To paraphrase Jim Lowell: Washington, we have a problem.
With the economy floundering in January 2009, many people are following Keynesian model asking the government to spend money to jump start the economy. The $700 billion TARP plan didn’t work, so President Obama has been pushing for a new plan during his transition.
His Democratic cohorts in Congress have put together a plan: $825 billion more.
But there is a snag: it seems most of the money, the portion designed for infrastructure improvement, will not take effect for years. YEARS.
According to the Associated Press, the Congressional Budget Office has issued a non-partisan report:
Less than half of the $30 billion in highway construction funds detailed by House Democrats would be released into the economy over the next four years, concludes the analysis by the Congressional Budget Office. Less than $4 billion in highway construction money would reach the economy by September 2010.
Overall, only $26 billion out of $274 billion in infrastructure spending would be delivered into the economy by the Sept. 30 end of the budget year, just 7 percent.

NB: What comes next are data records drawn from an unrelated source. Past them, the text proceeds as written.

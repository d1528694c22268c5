//! Commit identifiers: the checkpoint hash and the revision to mirror.
//!
//! [`CommitId`] is a full object name as printed by `git rev-parse` (40 hex
//! characters for SHA-1 repositories, 64 for SHA-256 ones). [`Revision`] is
//! what a manifest may ask the repository mirror to fetch: a hash or a ref
//! name.

use super::error::{FieldError, Result};
use serde::Deserialize;
use std::fmt;

const SHA1_HEX_LEN: usize = 40;
const SHA256_HEX_LEN: usize = 64;

/// A validated full commit object name.
///
/// # Examples
///
/// ```
/// use syncd::manifest::CommitId;
///
/// let commit = CommitId::try_from("a".repeat(40)).expect("valid commit id");
/// assert_eq!(commit.as_str().len(), 40);
/// assert!(CommitId::try_from("abc1234").is_err());
/// ```
#[derive(Debug, Clone, PartialEq, Eq, Hash, Deserialize)]
#[serde(try_from = "String")]
pub struct CommitId(String);

impl CommitId {
    /// Return the commit id as a string slice.
    #[must_use]
    pub fn as_str(&self) -> &str {
        &self.0
    }

    /// Return the first seven characters, as git abbreviates in logs.
    #[must_use]
    pub fn short(&self) -> &str {
        self.0.get(..7).unwrap_or(&self.0)
    }
}

impl TryFrom<&str> for CommitId {
    type Error = FieldError;

    fn try_from(value: &str) -> Result<Self> {
        validate_commit_id(value)?;
        Ok(Self(value.to_owned()))
    }
}

impl TryFrom<String> for CommitId {
    type Error = FieldError;

    fn try_from(value: String) -> Result<Self> {
        validate_commit_id(&value)?;
        Ok(Self(value))
    }
}

impl AsRef<str> for CommitId {
    fn as_ref(&self) -> &str {
        &self.0
    }
}

impl fmt::Display for CommitId {
    fn fmt(&self, f: &mut fmt::Formatter<'_>) -> fmt::Result {
        f.write_str(&self.0)
    }
}

fn validate_commit_id(value: &str) -> Result<()> {
    let invalid = |reason: String| FieldError::InvalidCommitId {
        value: value.to_owned(),
        reason,
    };
    if value.len() != SHA1_HEX_LEN && value.len() != SHA256_HEX_LEN {
        return Err(invalid(format!(
            "expected {SHA1_HEX_LEN} or {SHA256_HEX_LEN} hex characters, got {}",
            value.len()
        )));
    }
    if let Some(bad) = value.chars().find(|c| !c.is_ascii_hexdigit()) {
        return Err(invalid(format!("non-hex character '{bad}'")));
    }
    if value.chars().any(|c| c.is_ascii_uppercase()) {
        return Err(invalid("commit id must be lowercase".to_owned()));
    }
    Ok(())
}

/// A commit hash or ref name that the repository mirror fetches.
///
/// Rejects values git would parse as an option, that could not name a
/// single revision, or that are abbreviated hashes. A hex-only ref name
/// such as a branch called `cafe` is therefore refused as well.
#[derive(Debug, Clone, PartialEq, Eq, Hash, Deserialize)]
#[serde(try_from = "String")]
pub struct Revision(String);

impl Revision {
    /// Return the revision as a string slice.
    #[must_use]
    pub fn as_str(&self) -> &str {
        &self.0
    }
}

impl TryFrom<&str> for Revision {
    type Error = FieldError;

    fn try_from(value: &str) -> Result<Self> {
        validate_revision(value)?;
        Ok(Self(value.to_owned()))
    }
}

impl TryFrom<String> for Revision {
    type Error = FieldError;

    fn try_from(value: String) -> Result<Self> {
        validate_revision(&value)?;
        Ok(Self(value))
    }
}

impl fmt::Display for Revision {
    fn fmt(&self, f: &mut fmt::Formatter<'_>) -> fmt::Result {
        f.write_str(&self.0)
    }
}

fn validate_revision(value: &str) -> Result<()> {
    let invalid = |reason: &str| FieldError::InvalidRevision {
        value: value.to_owned(),
        reason: reason.to_owned(),
    };
    if value.is_empty() {
        return Err(invalid("revision must not be empty"));
    }
    if value.starts_with('-') {
        return Err(invalid("revision must not start with '-'"));
    }
    if value.chars().any(|c| c.is_whitespace() || c.is_control()) {
        return Err(invalid("revision must not contain whitespace"));
    }
    if value.contains(':') {
        return Err(invalid("revision must not contain ':'"));
    }
    if is_abbreviated_hash(value) {
        return Err(invalid(
            "abbreviated commit hashes cannot be fetched; use the full object name",
        ));
    }
    Ok(())
}

/// Servers only answer fetches for full object names, so a short hex
/// string is rejected even when it could also be a ref name.
fn is_abbreviated_hash(value: &str) -> bool {
    value.len() != SHA1_HEX_LEN
        && value.len() != SHA256_HEX_LEN
        && value.chars().all(|c| c.is_ascii_hexdigit())
}

#[cfg(test)]
mod tests {
    use super::*;
    use rstest::rstest;

    #[rstest]
    #[case::sha1("0123456789abcdef0123456789abcdef01234567")]
    #[case::sha256("ffffffffffffffffffffffffffffffffffffffffffffffffffffffffffffffff")]
    fn accepts_full_object_names(#[case] value: &str) {
        assert!(CommitId::try_from(value).is_ok());
    }

    #[rstest]
    #[case::empty("")]
    #[case::abbreviated("abc1234")]
    #[case::uppercase("ABCDEF0123456789ABCDEF0123456789ABCDEF01")]
    #[case::non_hex("gggggggggggggggggggggggggggggggggggggggg")]
    fn rejects_malformed_commit_ids(#[case] value: &str) {
        let err = CommitId::try_from(value).expect_err("should be rejected");
        assert!(matches!(err, FieldError::InvalidCommitId { .. }));
    }

    #[test]
    fn short_form_is_seven_characters() {
        let commit = CommitId::try_from("deadbeef".repeat(5)).expect("valid");
        assert_eq!(commit.short(), "deadbee");
    }

    #[rstest]
    #[case::hash("deadbeefdeadbeefdeadbeefdeadbeefdeadbeef")]
    #[case::branch("main")]
    #[case::full_ref("refs/tags/v1.2.0")]
    fn accepts_hashes_and_ref_names(#[case] value: &str) {
        let revision = Revision::try_from(value).expect("valid revision");
        assert_eq!(revision.as_str(), value);
    }

    #[rstest]
    #[case::empty("")]
    #[case::option_like("--upload-pack=evil")]
    #[case::whitespace("main branch")]
    #[case::refspec("main:refs/heads/master")]
    fn rejects_unsafe_revisions(#[case] value: &str) {
        assert!(Revision::try_from(value).is_err());
    }

    #[rstest]
    #[case::eight("deadbeef")]
    #[case::git_default_abbrev("7541e3b")]
    #[case::one_short("0123456789abcdef0123456789abcdef0123456")]
    fn rejects_abbreviated_hashes(#[case] value: &str) {
        let err = Revision::try_from(value).expect_err("abbreviated hash");
        assert!(err.to_string().contains("full object name"));
    }

    #[test]
    fn accepts_full_sha256_revision() {
        let value = "0a".repeat(32);
        assert!(Revision::try_from(value.as_str()).is_ok());
    }
}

Just one in seven dollars of a huge $18.5 billion investment in energy efficiency and renewable energy programs would be spent within a year and a half.
Most economists expect the economy to rebound in the latter half of 2009. So that means 93% of the money will be “stimulating” an economy already turning around on its own.
Now, the other $550 billion in tax cuts and assistance to states is not included in the CBO report. Those funds will have a more direct effect this year.
However, liberals should really learn from this: they cannot spend their way out of a recession. The best way to create a greater supply of money in the economy is to take less of it out of our paychecks: cut taxes and the economy can rebound.